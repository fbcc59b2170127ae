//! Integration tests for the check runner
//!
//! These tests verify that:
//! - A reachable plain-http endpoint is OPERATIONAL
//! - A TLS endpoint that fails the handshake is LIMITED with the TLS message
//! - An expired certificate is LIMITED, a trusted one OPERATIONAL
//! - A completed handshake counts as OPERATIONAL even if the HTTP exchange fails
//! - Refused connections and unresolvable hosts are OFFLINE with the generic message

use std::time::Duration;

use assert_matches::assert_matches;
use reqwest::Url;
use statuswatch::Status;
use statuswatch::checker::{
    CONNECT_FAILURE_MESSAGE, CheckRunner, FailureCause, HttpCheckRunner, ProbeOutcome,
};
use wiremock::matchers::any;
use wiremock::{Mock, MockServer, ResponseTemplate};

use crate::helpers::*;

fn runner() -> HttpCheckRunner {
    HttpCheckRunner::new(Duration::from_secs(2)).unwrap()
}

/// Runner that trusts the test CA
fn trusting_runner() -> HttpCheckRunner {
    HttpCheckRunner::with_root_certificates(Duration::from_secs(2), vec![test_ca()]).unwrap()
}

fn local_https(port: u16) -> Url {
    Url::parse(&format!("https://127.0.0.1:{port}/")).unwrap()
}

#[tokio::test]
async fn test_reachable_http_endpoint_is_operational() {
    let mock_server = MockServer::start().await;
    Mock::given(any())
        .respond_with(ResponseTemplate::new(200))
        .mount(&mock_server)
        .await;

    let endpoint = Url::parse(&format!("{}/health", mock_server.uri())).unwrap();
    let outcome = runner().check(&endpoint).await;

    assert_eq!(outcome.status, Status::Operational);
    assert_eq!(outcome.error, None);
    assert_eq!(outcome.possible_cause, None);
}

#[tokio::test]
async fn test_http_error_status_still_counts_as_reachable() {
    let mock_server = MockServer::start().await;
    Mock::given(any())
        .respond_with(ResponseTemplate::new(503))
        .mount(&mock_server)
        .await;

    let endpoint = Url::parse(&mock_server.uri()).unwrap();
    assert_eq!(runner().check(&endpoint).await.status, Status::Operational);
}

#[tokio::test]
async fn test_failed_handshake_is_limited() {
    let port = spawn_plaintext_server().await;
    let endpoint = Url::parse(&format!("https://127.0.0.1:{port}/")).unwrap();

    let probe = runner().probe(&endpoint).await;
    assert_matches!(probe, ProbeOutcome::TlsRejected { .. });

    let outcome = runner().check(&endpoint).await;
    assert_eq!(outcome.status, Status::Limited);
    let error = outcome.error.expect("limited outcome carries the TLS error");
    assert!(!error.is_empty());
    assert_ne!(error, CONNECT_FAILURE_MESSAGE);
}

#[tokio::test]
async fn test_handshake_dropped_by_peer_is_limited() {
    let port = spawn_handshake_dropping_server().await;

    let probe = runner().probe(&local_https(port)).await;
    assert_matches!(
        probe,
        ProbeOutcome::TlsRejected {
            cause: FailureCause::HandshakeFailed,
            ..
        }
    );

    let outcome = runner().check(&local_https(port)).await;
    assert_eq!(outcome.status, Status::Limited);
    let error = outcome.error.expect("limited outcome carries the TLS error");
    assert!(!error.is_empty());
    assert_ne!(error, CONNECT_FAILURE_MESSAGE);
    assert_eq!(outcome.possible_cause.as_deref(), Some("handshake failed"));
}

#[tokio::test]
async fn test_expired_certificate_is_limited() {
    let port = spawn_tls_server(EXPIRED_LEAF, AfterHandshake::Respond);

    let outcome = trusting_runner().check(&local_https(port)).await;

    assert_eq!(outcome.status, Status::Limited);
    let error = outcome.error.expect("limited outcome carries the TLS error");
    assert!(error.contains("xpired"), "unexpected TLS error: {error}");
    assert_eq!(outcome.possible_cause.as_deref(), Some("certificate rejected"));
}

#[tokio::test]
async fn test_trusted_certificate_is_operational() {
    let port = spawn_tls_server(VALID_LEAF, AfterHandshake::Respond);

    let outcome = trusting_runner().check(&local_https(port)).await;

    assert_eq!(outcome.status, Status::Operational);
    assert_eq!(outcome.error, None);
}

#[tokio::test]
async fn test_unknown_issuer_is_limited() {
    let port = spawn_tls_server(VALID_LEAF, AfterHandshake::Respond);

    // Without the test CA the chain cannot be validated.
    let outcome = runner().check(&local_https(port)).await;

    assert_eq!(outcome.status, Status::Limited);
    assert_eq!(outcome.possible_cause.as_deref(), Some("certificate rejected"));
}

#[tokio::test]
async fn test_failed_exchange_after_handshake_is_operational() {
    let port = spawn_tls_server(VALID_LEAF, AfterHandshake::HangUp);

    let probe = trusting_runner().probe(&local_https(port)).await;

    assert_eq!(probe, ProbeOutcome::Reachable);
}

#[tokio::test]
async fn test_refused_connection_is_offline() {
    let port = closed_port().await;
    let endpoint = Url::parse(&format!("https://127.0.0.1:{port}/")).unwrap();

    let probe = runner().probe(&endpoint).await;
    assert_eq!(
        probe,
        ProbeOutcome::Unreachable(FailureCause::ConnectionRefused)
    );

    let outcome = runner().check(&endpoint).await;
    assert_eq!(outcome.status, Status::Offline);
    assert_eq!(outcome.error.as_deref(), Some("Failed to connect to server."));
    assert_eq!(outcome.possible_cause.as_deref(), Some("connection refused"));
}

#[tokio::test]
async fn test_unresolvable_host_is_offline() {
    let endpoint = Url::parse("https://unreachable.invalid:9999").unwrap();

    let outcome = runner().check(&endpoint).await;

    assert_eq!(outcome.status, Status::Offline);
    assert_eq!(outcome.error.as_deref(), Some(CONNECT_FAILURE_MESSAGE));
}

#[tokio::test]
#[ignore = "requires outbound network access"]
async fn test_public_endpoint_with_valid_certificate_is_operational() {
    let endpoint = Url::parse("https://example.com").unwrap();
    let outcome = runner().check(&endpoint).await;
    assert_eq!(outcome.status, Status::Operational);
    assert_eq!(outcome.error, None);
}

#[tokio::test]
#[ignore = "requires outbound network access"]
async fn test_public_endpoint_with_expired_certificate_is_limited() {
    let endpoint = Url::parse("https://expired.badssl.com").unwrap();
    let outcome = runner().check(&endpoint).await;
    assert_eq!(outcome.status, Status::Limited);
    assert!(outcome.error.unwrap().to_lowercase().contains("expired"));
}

□ □ □ □ □

Copy every record above exactly as it stands.

▶ Solved exercise
repository fbcc59b2170127ae
//! Integration tests for the check runner
//!
//! These tests verify that:
//! - A reachable plain-http endpoint is OPERATIONAL
//! - A TLS endpoint that fails the handshake is LIMITED with the TLS message
//! - An expired certificate is LIMITED, a trusted one OPERATIONAL
//! - A completed handshake counts as OPERATIONAL even if the HTTP exchange fails
//! - Refused connections and unresolvable hosts are OFFLINE with the generic message

use std::time::Duration;

use assert_matches::assert_matches;
use reqwest::Url;
use statuswatch::Status;
use statuswatch::checker::{
    CONNECT_FAILURE_MESSAGE, CheckRunner, FailureCause, HttpCheckRunner, ProbeOutcome,
};
use wiremock::matchers::any;
use wiremock::{Mock, MockServer, ResponseTemplate};

use crate::helpers::*;

fn runner() -> HttpCheckRunner {
    HttpCheckRunner::new(Duration::from_secs(2)).unwrap()
}

/// Runner that trusts the test CA
fn trusting_runner() -> HttpCheckRunner {
    HttpCheckRunner::with_root_certificates(Duration::from_secs(2), vec![test_ca()]).unwrap()
}

fn local_https(port: u16) -> Url {
    Url::parse(&format!("https://127.0.0.1:{port}/")).unwrap()
}

#[tokio::test]
async fn test_reachable_http_endpoint_is_operational() {
    let mock_server = MockServer::start().await;
    Mock::given(any())
        .respond_with(ResponseTemplate::new(200))
        .mount(&mock_server)
        .await;

    let endpoint = Url::parse(&format!("{}/health", mock_server.uri())).unwrap();
    let outcome = runner().check(&endpoint).await;

    assert_eq!(outcome.status, Status::Operational);
    assert_eq!(outcome.error, None);
    assert_eq!(outcome.possible_cause, None);
}

#[tokio::test]
async fn test_http_error_status_still_counts_as_reachable() {
    let mock_server = MockServer::start().await;
    Mock::given(any())
        .respond_with(ResponseTemplate::new(503))
        .mount(&mock_server)
        .await;

    let endpoint = Url::parse(&mock_server.uri()).unwrap();
    assert_eq!(runner().check(&endpoint).await.status, Status::Operational);
}

#[tokio::test]
async fn test_failed_handshake_is_limited() {
    let port = spawn_plaintext_server().await;
    let endpoint = Url::parse(&format!("https://127.0.0.1:{port}/")).unwrap();

    let probe = runner().probe(&endpoint).await;
    assert_matches!(probe, ProbeOutcome::TlsRejected { .. });

    let outcome = runner().check(&endpoint).await;
    assert_eq!(outcome.status, Status::Limited);
    let error = outcome.error.expect("limited outcome carries the TLS error");
    assert!(!error.is_empty());
    assert_ne!(error, CONNECT_FAILURE_MESSAGE);
}

#[tokio::test]
async fn test_handshake_dropped_by_peer_is_limited() {
    let port = spawn_handshake_dropping_server().await;

    let probe = runner().probe(&local_https(port)).await;
    assert_matches!(
        probe,
        ProbeOutcome::TlsRejected {
            cause: FailureCause::HandshakeFailed,
            ..
        }
    );

    let outcome = runner().check(&local_https(port)).await;
    assert_eq!(outcome.status, Status::Limited);
    let error = outcome.error.expect("limited outcome carries the TLS error");
    assert!(!error.is_empty());
    assert_ne!(error, CONNECT_FAILURE_MESSAGE);
    assert_eq!(outcome.possible_cause.as_deref(), Some("handshake failed"));
}

#[tokio::test]
async fn test_expired_certificate_is_limited() {
    let port = spawn_tls_server(EXPIRED_LEAF, AfterHandshake::Respond);

    let outcome = trusting_runner().check(&local_https(port)).await;

    assert_eq!(outcome.status, Status::Limited);
    let error = outcome.error.expect("limited outcome carries the TLS error");
    assert!(error.contains("xpired"), "unexpected TLS error: {error}");
    assert_eq!(outcome.possible_cause.as_deref(), Some("certificate rejected"));
}

#[tokio::test]
async fn test_trusted_certificate_is_operational() {
    let port = spawn_tls_server(VALID_LEAF, AfterHandshake::Respond);

    let outcome = trusting_runner().check(&local_https(port)).await;

    assert_eq!(outcome.status, Status::Operational);
    assert_eq!(outcome.error, None);
}

#[tokio::test]
async fn test_unknown_issuer_is_limited() {
    let port = spawn_tls_server(VALID_LEAF, AfterHandshake::Respond);

    // Without the test CA the chain cannot be validated.
    let outcome = runner().check(&local_https(port)).await;

    assert_eq!(outcome.status, Status::Limited);
    assert_eq!(outcome.possible_cause.as_deref(), Some("certificate rejected"));
}

#[tokio::test]
async fn test_failed_exchange_after_handshake_is_operational() {
    let port = spawn_tls_server(VALID_LEAF, AfterHandshake::HangUp);

    let probe = trusting_runner().probe(&local_https(port)).await;

    assert_eq!(probe, ProbeOutcome::Reachable);
}

#[tokio::test]
async fn test_refused_connection_is_offline() {
    let port = closed_port().await;
    let endpoint = Url::parse(&format!("https://127.0.0.1:{port}/")).unwrap();

    let probe = runner().probe(&endpoint).await;
    assert_eq!(
        probe,
        ProbeOutcome::Unreachable(FailureCause::ConnectionRefused)
    );

    let outcome = runner().check(&endpoint).await;
    assert_eq!(outcome.status, Status::Offline);
    assert_eq!(outcome.error.as_deref(), Some("Failed to connect to server."));
    assert_eq!(outcome.possible_cause.as_deref(), Some("connection refused"));
}

#[tokio::test]
async fn test_unresolvable_host_is_offline() {
    let endpoint = Url::parse("https://unreachable.invalid:9999").unwrap();

    let outcome = runner().check(&endpoint).await;

    assert_eq!(outcome.status, Status::Offline);
    assert_eq!(outcome.error.as_deref(), Some(CONNECT_FAILURE_MESSAGE));
}

#[tokio::test]
#[ignore = "requires outbound network access"]
async fn test_public_endpoint_with_valid_certificate_is_operational() {
    let endpoint = Url::parse("https://example.com").unwrap();
    let outcome = runner().check(&endpoint).await;
    assert_eq!(outcome.status, Status::Operational);
    assert_eq!(outcome.error, None);
}

#[tokio::test]
#[ignore = "requires outbound network access"]
async fn test_public_endpoint_with_expired_certificate_is_limited() {
    let endpoint = Url::parse("https://expired.badssl.com").unwrap();
    let outcome = runner().check(&endpoint).await;
    assert_eq!(outcome.status, Status::Limited);
    assert!(outcome.error.unwrap().to_lowercase().contains("expired"));
}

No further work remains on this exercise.